美国留学大学申请:2011年优秀论文
Common Application: Indicate a person who has had a significant influence on you, and describe that influence.
Within the prison of room 216B, I curled up under a flimsy hospital blanket, flanked by my teary eyed mother and an ever-present nurse. Clenched teeth prevented puddles in my eyes from moistening parched cheeks. How could a body that I’d taken such good care of turn against me so suddenly?
“A classic presentation of insulin dependent diabetes.” My soul flung itself against the bars of the bed, attempting to escape the doctor’s words. Blood boiled through sugar soaked veins as I envisioned a life dominated by injections, schedules, and restrictions. What right did she have to assign a biological label to something that encompassed so much more than a malfunctioning organ? I resisted the urge to rip out my IV and throw it at her. Instead, I threw myself into the daily struggle of maintaining a quasi-normal metabolic state. Despite my efforts, it became increasingly clear that the human brain was never meant to play pancreas. I became convinced that it was no longer a question of “if” I would succumb such diabetic complications as blindness, kidney failure, and limb amputations, but “when.”
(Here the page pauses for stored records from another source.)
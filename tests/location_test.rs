//! Tests for diff locations, slugs and cache keys.

use scaffdiff::{CacheKey, DiffLocation, Feature, FeatureSet, ScaffdiffError, Version};

#[test]
fn tailwind_location_keys_to_patch_file() {
    let features = FeatureSet::from_flags([("tailwind", true)]).unwrap();
    let location = DiffLocation::parse("7.0.0", "7.5.0", features).unwrap();
    assert_eq!(
        location.cache_key().file_name(),
        "diff-7.0.0-7.5.0-tailwind.patch"
    );
}

#[test]
fn disabled_features_do_not_change_the_key() {
    let a = FeatureSet::from_flags([("tailwind", true)]).unwrap();
    let b = FeatureSet::from_flags([("tailwind", true), ("prisma", false)]).unwrap();
    let a = DiffLocation::parse("7.0.0", "7.5.0", a).unwrap();
    let b = DiffLocation::parse("7.0.0", "7.5.0", b).unwrap();
    assert_eq!(a.cache_key(), b.cache_key());
}

#[test]
fn feature_order_is_canonical() {
    let features = FeatureSet::from_flags([
        ("trpc", true),
        ("nextAuth", true),
        ("tailwind", true),
        ("prisma", true),
    ])
    .unwrap();
    let location = DiffLocation::parse("7.0.0", "7.5.0", features).unwrap();
    assert_eq!(
        location.cache_key().as_str(),
        "7.0.0-7.5.0-nextAuth-prisma-tailwind-trpc"
    );
}

#[test]
fn slug_parses_versions_and_features() {
    let location = DiffLocation::from_slug("7.0.0..7.5.0-prisma-tailwind").unwrap();
    assert_eq!(location.current(), Version::new(7, 0, 0));
    assert_eq!(location.upgrade(), Version::new(7, 5, 0));
    assert!(location.features().contains(Feature::Prisma));
    assert!(location.features().contains(Feature::Tailwind));
    assert!(!location.features().contains(Feature::Trpc));
}

#[test]
fn malformed_slugs_are_rejected_whole() {
    for slug in [
        "",
        "7.0.0",
        "7.0.0..",
        "..7.5.0",
        "7.0..7.5.0",
        "7.0.0..7.5.0.1",
        "v7.0.0..7.5.0",
        "7.0.0..7.5.0-unknownFeature",
        "7.0.0-7.5.0",
    ] {
        let err = DiffLocation::from_slug(slug).unwrap_err();
        assert!(
            matches!(err, ScaffdiffError::InvalidLocation(_)),
            "slug {slug:?} should be rejected, got {err:?}"
        );
    }
}

#[test]
fn key_file_names_round_trip_to_locations() {
    let key = CacheKey::from_file_name("diff-7.0.0-7.5.0-tailwind.patch").unwrap();
    let location = key.to_location().unwrap();
    assert_eq!(location.to_slug(), "7.0.0..7.5.0-tailwind");
    assert_eq!(location.cache_key(), key);
}

#[test]
fn non_patch_files_are_not_keys() {
    for name in [
        "README.md",
        "diff-7.0.0-7.5.0.patch.tmp",
        ".diff-7.0.0-7.5.0.patch.1-0.tmp",
        "diff-7.0.0-7.5.0-tailwind-prisma.patch",
        "diff-latest.patch",
    ] {
        assert!(CacheKey::from_file_name(name).is_none(), "{name}");
    }
}

#[test]
fn generator_flags_follow_enabled_features() {
    let features = FeatureSet::empty()
        .with(Feature::Trpc, true)
        .with(Feature::NextAuth, true);
    let location = DiffLocation::parse("7.0.0", "7.5.0", features).unwrap();
    assert_eq!(
        location.generator_flags(),
        vec!["--nextAuth=true".to_string(), "--trpc=true".to_string()]
    );
}
//! [`DiffEngine`] against a real `git` binary.
//!
//! Skipped (passes trivially) when git is not installed.

use std::path::Path;
use std::sync::Arc;

use scaffdiff::config::GitConfig;
use scaffdiff::{DiffEngine, ProcessRunner, ScaffdiffError};

fn git_available() -> bool {
    std::process::Command::new("git")
        .arg("--version")
        .output()
        .map(|o| o.status.success())
        .unwrap_or(false)
}

fn write(root: &Path, rel: &str, content: &str) {
    let path = root.join(rel);
    std::fs::create_dir_all(path.parent().unwrap()).unwrap();
    std::fs::write(path, content).unwrap();
}

fn engine() -> DiffEngine {
    DiffEngine::new(Arc::new(ProcessRunner::new()), GitConfig::default())
}

#[tokio::test]
async fn diff_reports_added_changed_and_removed_files() {
    if !git_available() {
        eprintln!("git not installed, skipping");
        return;
    }
    let dir = tempfile::tempdir().unwrap();
    let before = dir.path().join("current");
    let after = dir.path().join("upgrade");
    write(&before, "package.json", "{\"version\":\"7.0.0\"}\n");
    write(&before, "src/old.ts", "export const old = 1;\n");
    write(&after, "package.json", "{\"version\":\"7.5.0\"}\n");
    write(&after, "src/new.ts", "export const fresh = 1;\n");

    let patch = engine().diff(&before, &after).await.unwrap();

    assert!(patch.contains("diff --git a/package.json b/package.json"));
    assert!(patch.contains("-{\"version\":\"7.0.0\"}"));
    assert!(patch.contains("+{\"version\":\"7.5.0\"}"));
    assert!(patch.contains("b/src/new.ts"));
    assert!(patch.contains("a/src/old.ts"));
    assert!(patch.contains("deleted file mode"));
    // Upgrade tree is only read.
    assert!(!after.join(".git").exists());
}

#[tokio::test]
async fn identical_trees_give_empty_patch() {
    if !git_available() {
        eprintln!("git not installed, skipping");
        return;
    }
    let dir = tempfile::tempdir().unwrap();
    let before = dir.path().join("current");
    let after = dir.path().join("upgrade");
    write(&before, "README.md", "same\n");
    write(&after, "README.md", "same\n");

    let patch = engine().diff(&before, &after).await.unwrap();
    assert_eq!(patch, "");
}

#[tokio::test]
async fn missing_before_dir_is_diff_generation_error() {
    if !git_available() {
        eprintln!("git not installed, skipping");
        return;
    }
    let dir = tempfile::tempdir().unwrap();
    let err = engine()
        .diff(&dir.path().join("nope"), &dir.path().join("also-nope"))
        .await
        .unwrap_err();
    assert!(matches!(err, ScaffdiffError::DiffGeneration(_)), "got {err:?}");
}
//! Request and cache identity types.

pub mod key;
pub mod location;

pub use key::CacheKey;
pub use location::{DiffLocation, Feature, FeatureSet, Version};
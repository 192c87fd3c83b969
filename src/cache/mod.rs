//! Caching subsystem.
//!
//! Three cooperating pieces:
//!
//! - [`disk::DiskCacheStore`]: the durable, write-once patch files behind
//!   the [`PatchStore`] trait. The only component that writes to the cache
//!   directory.
//!
//! - [`PatchMemory`]: optional bounded in-memory tier in front of the
//!   disk store, so hot patches are served without touching the
//!   filesystem.
//!
//! - [`inflight::InFlight`]: single-flight map that lets concurrent
//!   requests for the same missing key share one generation.

pub mod disk;
pub mod inflight;

pub use disk::{DiskCacheStore, PatchStore};
pub use inflight::InFlight;

use std::sync::Arc;

use crate::types::CacheKey;

/// Bounded in-memory LRU of patch text keyed on [`CacheKey`].
///
/// Patches for a key never change once written, so entries carry no TTL.
pub struct PatchMemory {
    entries: moka::future::Cache<CacheKey, Arc<str>>,
}

impl PatchMemory {
    /// Create a cache holding at most `max_entries` patches.
    pub fn new(max_entries: u64) -> Self {
        Self {
            entries: moka::future::Cache::new(max_entries),
        }
    }

    /// Look up a patch. Returns `None` on cache miss.
    pub async fn get(&self, key: &CacheKey) -> Option<Arc<str>> {
        self.entries.get(key).await
    }

    pub async fn insert(&self, key: CacheKey, patch: Arc<str>) {
        self.entries.insert(key, patch).await;
    }

    /// Number of entries currently in the cache.
    ///
    /// Approximate until pending maintenance tasks have run.
    pub fn len(&self) -> u64 {
        self.entries.entry_count()
    }

    pub fn is_empty(&self) -> bool {
        self.len() == 0
    }
}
Enter Delaine. She had gotten my number through a friend of my mother’s, and suggested that I consider an insulin pump, a device that delivers insulin 24 hours a day through a tiny infusion line. I returned her call intending to disregard the advice. I didn’t want a constant reminder of my disease clipped to my waistband; I wanted people to leave me alone to contemplate my miserable future.
Fortunately, Delaine ignored my wishes. A diabetic for 16 years and a pump user herself, she had nothing but praise for the little machine. No more schedules, shots, or “diabetic diet.” Best of all, the improved control meant a reduced risk for complications. It wasn’t a cure, but I was convinced. Delaine was living proof that my diagnosis wasn’t a death sentence, and for the first time in months I felt hopeful. A week after I began pumping, we met in person over ice cream sundaes.
“How many carbohydrates are in this creation?” she asked, gesturing grandly toward her dish. I paused, wanting desperately to thank her for everying she’s done for me, to explain that the matted fur of my old teddy bear had finally recovered from the endless nights I ‘d spent sobbing into his stomach.
I wanted her to know that she had transformed my perception of diabetes so much that I would no longer give it up. I've watched her use her illness to connect with people and offer them encouragement, and I want to help others the same way. Last week. I overheard a woman mention her newly diagnosed husband. I've never been an extrovert: words don't have a particular flair when escaping from my mouth into the ears of strangers. Yet there I stood, offering support and advice to a person in need. She's taught me to enjoy every moment because there are no guarantees; I refuse to have any regrets if this illness becomes stronger than I am. She is a master weaver, creating a blanket of kindness that will warm me forever.